What needs to be done. The answer must be one number: how many lines of the records contain "impl".

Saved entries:
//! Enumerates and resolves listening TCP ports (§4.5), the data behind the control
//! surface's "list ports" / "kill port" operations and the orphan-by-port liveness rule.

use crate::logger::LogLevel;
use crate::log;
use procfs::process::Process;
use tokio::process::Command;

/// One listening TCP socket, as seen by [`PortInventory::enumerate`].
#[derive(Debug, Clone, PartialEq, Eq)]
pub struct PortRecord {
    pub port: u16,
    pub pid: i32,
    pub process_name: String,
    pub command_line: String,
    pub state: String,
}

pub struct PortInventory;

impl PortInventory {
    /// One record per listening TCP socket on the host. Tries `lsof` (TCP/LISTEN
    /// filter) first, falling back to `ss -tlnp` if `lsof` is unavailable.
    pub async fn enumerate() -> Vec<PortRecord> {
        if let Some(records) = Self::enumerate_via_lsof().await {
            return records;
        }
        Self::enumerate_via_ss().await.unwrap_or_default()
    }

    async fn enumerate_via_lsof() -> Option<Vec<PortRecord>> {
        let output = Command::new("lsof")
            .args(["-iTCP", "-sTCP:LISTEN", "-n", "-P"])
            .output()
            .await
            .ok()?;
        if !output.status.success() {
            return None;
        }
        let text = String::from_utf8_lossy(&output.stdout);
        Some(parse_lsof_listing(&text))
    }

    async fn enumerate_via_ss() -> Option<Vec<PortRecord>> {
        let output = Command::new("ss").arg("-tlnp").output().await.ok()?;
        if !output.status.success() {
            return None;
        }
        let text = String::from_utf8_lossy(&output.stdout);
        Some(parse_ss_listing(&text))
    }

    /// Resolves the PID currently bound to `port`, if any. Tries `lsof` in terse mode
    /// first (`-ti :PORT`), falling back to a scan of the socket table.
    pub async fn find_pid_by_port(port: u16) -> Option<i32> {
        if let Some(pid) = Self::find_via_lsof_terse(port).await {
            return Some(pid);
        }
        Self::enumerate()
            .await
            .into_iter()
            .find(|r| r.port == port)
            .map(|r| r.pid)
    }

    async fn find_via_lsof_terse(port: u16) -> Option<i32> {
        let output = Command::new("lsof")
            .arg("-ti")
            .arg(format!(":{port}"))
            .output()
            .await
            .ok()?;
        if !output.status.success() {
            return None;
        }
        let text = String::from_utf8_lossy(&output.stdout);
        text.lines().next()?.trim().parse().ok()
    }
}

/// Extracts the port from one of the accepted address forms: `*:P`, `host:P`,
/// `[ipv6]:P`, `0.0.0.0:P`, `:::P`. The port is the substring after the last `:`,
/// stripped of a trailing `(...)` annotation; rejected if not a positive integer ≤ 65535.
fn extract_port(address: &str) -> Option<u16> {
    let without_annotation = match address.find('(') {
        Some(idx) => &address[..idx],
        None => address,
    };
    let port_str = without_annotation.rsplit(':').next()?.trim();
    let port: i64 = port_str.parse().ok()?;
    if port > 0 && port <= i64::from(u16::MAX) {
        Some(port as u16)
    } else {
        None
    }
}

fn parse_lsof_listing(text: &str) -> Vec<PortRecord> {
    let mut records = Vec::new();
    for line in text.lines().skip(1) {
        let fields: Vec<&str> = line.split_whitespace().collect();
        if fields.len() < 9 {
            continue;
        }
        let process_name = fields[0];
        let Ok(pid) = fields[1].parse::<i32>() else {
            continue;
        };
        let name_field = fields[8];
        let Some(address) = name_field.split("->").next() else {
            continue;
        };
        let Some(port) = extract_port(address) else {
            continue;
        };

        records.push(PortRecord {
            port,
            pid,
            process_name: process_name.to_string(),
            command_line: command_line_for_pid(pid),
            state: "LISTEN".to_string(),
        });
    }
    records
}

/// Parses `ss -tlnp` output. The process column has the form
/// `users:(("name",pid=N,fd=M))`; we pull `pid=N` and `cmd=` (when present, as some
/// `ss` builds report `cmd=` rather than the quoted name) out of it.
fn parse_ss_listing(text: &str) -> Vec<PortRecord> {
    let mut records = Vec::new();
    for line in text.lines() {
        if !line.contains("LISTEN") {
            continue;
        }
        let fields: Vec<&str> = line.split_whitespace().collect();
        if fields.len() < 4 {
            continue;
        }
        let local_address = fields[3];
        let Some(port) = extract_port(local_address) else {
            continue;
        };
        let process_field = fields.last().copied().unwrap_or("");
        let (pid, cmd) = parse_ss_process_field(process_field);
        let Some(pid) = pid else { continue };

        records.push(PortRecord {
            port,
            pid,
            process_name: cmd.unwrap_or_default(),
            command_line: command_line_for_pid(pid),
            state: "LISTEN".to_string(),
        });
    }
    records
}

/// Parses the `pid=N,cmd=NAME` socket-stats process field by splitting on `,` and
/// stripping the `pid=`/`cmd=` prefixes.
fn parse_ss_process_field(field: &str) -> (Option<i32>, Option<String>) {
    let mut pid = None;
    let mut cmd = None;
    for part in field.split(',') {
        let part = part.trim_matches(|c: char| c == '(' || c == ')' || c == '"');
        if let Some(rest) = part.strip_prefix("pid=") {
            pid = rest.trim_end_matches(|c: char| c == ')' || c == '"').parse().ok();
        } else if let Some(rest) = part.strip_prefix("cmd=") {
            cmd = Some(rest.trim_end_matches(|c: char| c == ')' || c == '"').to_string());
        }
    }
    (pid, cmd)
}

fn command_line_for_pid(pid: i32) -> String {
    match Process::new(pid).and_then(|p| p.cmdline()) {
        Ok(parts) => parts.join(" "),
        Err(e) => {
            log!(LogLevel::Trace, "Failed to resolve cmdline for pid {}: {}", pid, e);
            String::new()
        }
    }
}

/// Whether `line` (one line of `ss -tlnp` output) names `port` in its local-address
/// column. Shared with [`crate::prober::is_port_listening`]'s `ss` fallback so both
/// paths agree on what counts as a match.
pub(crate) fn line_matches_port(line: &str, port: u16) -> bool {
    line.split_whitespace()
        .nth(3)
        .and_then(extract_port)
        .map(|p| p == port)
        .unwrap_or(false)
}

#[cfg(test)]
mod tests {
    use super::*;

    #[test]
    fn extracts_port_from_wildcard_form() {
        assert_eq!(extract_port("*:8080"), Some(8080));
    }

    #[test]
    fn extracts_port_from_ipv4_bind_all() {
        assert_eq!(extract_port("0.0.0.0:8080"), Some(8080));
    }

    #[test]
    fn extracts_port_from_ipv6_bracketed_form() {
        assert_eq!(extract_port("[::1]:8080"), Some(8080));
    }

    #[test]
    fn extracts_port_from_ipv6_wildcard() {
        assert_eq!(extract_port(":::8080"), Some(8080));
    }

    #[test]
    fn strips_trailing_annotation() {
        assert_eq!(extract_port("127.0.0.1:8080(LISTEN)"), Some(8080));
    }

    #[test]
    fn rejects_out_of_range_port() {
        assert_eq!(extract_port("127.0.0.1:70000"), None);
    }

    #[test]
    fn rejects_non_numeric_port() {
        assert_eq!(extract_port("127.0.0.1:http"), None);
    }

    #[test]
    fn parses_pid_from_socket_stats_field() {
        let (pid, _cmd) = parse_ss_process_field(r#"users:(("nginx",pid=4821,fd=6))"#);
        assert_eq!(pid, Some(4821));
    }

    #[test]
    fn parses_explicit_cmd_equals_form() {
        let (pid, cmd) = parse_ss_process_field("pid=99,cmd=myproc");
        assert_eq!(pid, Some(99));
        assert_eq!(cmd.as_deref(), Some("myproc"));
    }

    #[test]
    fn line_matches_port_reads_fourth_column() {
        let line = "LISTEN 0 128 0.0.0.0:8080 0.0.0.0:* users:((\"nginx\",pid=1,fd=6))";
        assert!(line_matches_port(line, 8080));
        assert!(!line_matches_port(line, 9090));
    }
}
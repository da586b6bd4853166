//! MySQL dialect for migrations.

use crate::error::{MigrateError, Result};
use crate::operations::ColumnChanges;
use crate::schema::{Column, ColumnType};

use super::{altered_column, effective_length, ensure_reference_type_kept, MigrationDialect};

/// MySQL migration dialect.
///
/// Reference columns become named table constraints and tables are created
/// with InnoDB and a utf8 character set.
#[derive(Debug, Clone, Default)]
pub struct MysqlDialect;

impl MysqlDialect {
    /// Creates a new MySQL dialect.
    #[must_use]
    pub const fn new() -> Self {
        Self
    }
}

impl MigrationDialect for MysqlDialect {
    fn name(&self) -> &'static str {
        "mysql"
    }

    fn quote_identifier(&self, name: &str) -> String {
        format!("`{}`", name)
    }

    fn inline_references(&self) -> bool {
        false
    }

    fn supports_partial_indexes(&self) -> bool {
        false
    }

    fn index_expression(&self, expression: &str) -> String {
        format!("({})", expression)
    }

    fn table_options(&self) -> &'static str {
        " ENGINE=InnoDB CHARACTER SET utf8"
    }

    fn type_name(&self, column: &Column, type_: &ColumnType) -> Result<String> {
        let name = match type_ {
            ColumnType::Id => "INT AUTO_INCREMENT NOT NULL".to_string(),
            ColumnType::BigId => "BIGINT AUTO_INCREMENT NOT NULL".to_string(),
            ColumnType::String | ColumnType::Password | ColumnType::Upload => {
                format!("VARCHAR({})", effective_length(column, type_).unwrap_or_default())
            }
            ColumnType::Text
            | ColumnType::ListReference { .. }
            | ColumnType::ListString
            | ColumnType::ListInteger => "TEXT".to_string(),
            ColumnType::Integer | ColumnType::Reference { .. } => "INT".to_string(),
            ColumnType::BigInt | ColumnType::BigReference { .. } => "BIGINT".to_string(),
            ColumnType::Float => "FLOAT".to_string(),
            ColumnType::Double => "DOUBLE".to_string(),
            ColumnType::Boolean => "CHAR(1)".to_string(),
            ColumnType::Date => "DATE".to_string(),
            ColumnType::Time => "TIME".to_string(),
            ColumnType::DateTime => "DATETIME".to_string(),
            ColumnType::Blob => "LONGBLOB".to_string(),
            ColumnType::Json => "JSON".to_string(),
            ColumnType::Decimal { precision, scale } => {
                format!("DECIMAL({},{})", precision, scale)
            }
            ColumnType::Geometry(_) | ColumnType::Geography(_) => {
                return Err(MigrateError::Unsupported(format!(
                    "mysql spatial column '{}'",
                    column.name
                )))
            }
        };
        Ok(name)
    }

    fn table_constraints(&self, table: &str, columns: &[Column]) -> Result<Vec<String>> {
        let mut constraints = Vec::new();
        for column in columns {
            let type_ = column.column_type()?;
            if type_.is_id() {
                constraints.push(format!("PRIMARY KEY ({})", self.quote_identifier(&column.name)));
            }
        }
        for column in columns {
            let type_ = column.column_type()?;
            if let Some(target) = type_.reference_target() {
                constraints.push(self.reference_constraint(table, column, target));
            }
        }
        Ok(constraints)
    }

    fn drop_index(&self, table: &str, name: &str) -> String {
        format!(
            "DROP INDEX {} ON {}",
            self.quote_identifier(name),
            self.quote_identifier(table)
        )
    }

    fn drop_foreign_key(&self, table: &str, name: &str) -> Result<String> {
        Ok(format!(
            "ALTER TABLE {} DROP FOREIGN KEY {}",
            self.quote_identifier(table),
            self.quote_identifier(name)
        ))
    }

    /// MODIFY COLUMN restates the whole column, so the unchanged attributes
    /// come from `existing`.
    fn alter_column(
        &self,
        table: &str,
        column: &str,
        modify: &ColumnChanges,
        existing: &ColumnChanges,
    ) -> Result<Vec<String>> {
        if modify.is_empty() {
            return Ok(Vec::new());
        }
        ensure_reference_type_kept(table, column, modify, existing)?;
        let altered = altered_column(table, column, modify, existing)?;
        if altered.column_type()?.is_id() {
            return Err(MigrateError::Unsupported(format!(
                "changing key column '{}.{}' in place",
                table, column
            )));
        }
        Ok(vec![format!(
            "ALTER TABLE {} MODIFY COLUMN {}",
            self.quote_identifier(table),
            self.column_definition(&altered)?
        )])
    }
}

Task result. 3